* [Problem statement]: Begin at the line containing "const DEFAULT_PIXELS: f64 = 10.0;" in the data below and go on through the line containing "family is ignored.", repeating each line exactly; include both ends and no other line.

[Records contained in a dataset]

===============

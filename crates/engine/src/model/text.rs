use std::fmt;
use std::sync::Arc;

use crate::entity::Entity;
use crate::surface::{glyphs, Color, Surface, TextAlign, TransformGuard};

const DEFAULT_PIXELS: f64 = 10.0;
const DEFAULT_FONT: &str = "sans-serif";

/// Measures the rendered width of one line of text.
pub trait TextMetrics: fmt::Debug + Send + Sync {
    fn measure(&self, line: &str, font: &str, pixels: f64) -> f64;
}

/// Metrics of the built-in glyph font drawn by `PixelSurface`; the family is ignored.
#[derive(Debug, Clone, Copy, Default)]
pub struct GlyphMetrics;

impl TextMetrics for GlyphMetrics {
    fn measure(&self, line: &str, _font: &str, pixels: f64) -> f64 {
        glyphs::line_advance(line, pixels)
    }
}

/// Possibly multi-line text. Lines are separated by `\n` and advance by exactly `pixels`.
///
/// Width and height are derived: every change to the text, font or pixel size re-measures them
/// (width of the widest line, height of `pixels` per line). Colour, alignment and max width do
/// not affect geometry.
#[derive(Debug, Clone)]
pub struct TextModel {
    text: String,
    pixels: f64,
    font: String,
    color: Color,
    align: Option<TextAlign>,
    max_width: Option<f64>,
    width: f64,
    height: f64,
    metrics: Arc<dyn TextMetrics>,
}

impl Default for TextModel {
    fn default() -> Self {
        Self::with_metrics(Arc::new(GlyphMetrics))
    }
}

impl TextModel {
    pub fn new(text: impl Into<String>) -> Self {
        Self::default().with_text(text)
    }

    pub fn with_metrics(metrics: Arc<dyn TextMetrics>) -> Self {
        let mut model = Self {
            text: String::new(),
            pixels: DEFAULT_PIXELS,
            font: DEFAULT_FONT.to_string(),
            color: Color::default(),
            align: None,
            max_width: None,
            width: 0.0,
            height: 0.0,
            metrics,
        };
        model.update_size();
        model
    }

    pub fn with_text(mut self, text: impl Into<String>) -> Self {
        self.set_text(text);
        self
    }

    pub fn with_pixels(mut self, pixels: f64) -> Self {
        self.set_pixels(pixels);
        self
    }

    pub fn with_font(mut self, font: impl Into<String>) -> Self {
        self.set_font(font);
        self
    }

    pub fn with_color(mut self, color: Color) -> Self {
        self.color = color;
        self
    }

    pub fn with_align(mut self, align: TextAlign) -> Self {
        self.align = Some(align);
        self
    }

    pub fn with_max_width(mut self, max_width: f64) -> Self {
        self.max_width = Some(max_width);
        self
    }

    pub fn set_text(&mut self, text: impl Into<String>) -> &mut Self {
        self.text = text.into();
        self.update_size();
        self
    }

    pub fn set_pixels(&mut self, pixels: f64) -> &mut Self {
        self.pixels = pixels.max(0.0);
        self.update_size();
        self
    }

    pub fn set_font(&mut self, font: impl Into<String>) -> &mut Self {
        self.font = font.into();
        self.update_size();
        self
    }

    pub fn set_color(&mut self, color: Color) -> &mut Self {
        self.color = color;
        self
    }

    pub fn set_align(&mut self, align: TextAlign) -> &mut Self {
        self.align = Some(align);
        self
    }

    pub fn set_max_width(&mut self, max_width: Option<f64>) -> &mut Self {
        self.max_width = max_width;
        self
    }

    pub fn text(&self) -> &str {
        &self.text
    }

    pub fn pixels(&self) -> f64 {
        self.pixels
    }

    pub fn font(&self) -> &str {
        &self.font
    }

    pub fn color(&self) -> Color {
        self.color
    }

    pub fn align(&self) -> Option<TextAlign> {
        self.align
    }

    pub fn max_width(&self) -> Option<f64> {
        self.max_width
    }

    pub fn width(&self) -> f64 {
        self.width
    }

    pub fn height(&self) -> f64 {
        self.height
    }

    /// `"{pixels}px {font}"`, as handed to the surface.
    pub fn font_string(&self) -> String {
        format!("{}px {}", self.pixels, self.font)
    }

    pub fn lines(&self) -> impl Iterator<Item = &str> {
        self.text.split('\n')
    }

    fn update_size(&mut self) {
        let mut widest: f64 = 0.0;
        let mut line_count = 0usize;
        for line in self.text.split('\n') {
            widest = widest.max(self.metrics.measure(line, &self.font, self.pixels));
            line_count += 1;
        }
        self.width = widest.max(0.0);
        self.height = self.pixels * line_count as f64;
    }

    pub(crate) fn render(&self, entity: &Entity, surface: &mut dyn Surface) {
        let (x, y) = (entity.x(), entity.y());
        let mut surface =
            TransformGuard::rotated(surface, entity.angle(), x, y, self.width, self.height);
        surface.set_font(&self.font_string());
        surface.set_fill_color(self.color);
        if let Some(align) = self.align {
            surface.set_text_align(align);
        }
        for (index, line) in self.lines().enumerate() {
            surface.fill_text(line, x, y + index as f64 * self.pixels, self.max_width);
        }
    }
}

===============

* [The answer]:
const DEFAULT_PIXELS: f64 = 10.0;
const DEFAULT_FONT: &str = "sans-serif";

/// Measures the rendered width of one line of text.
pub trait TextMetrics: fmt::Debug + Send + Sync {
    fn measure(&self, line: &str, font: &str, pixels: f64) -> f64;
}

/// Metrics of the built-in glyph font drawn by `PixelSurface`; the family is ignored.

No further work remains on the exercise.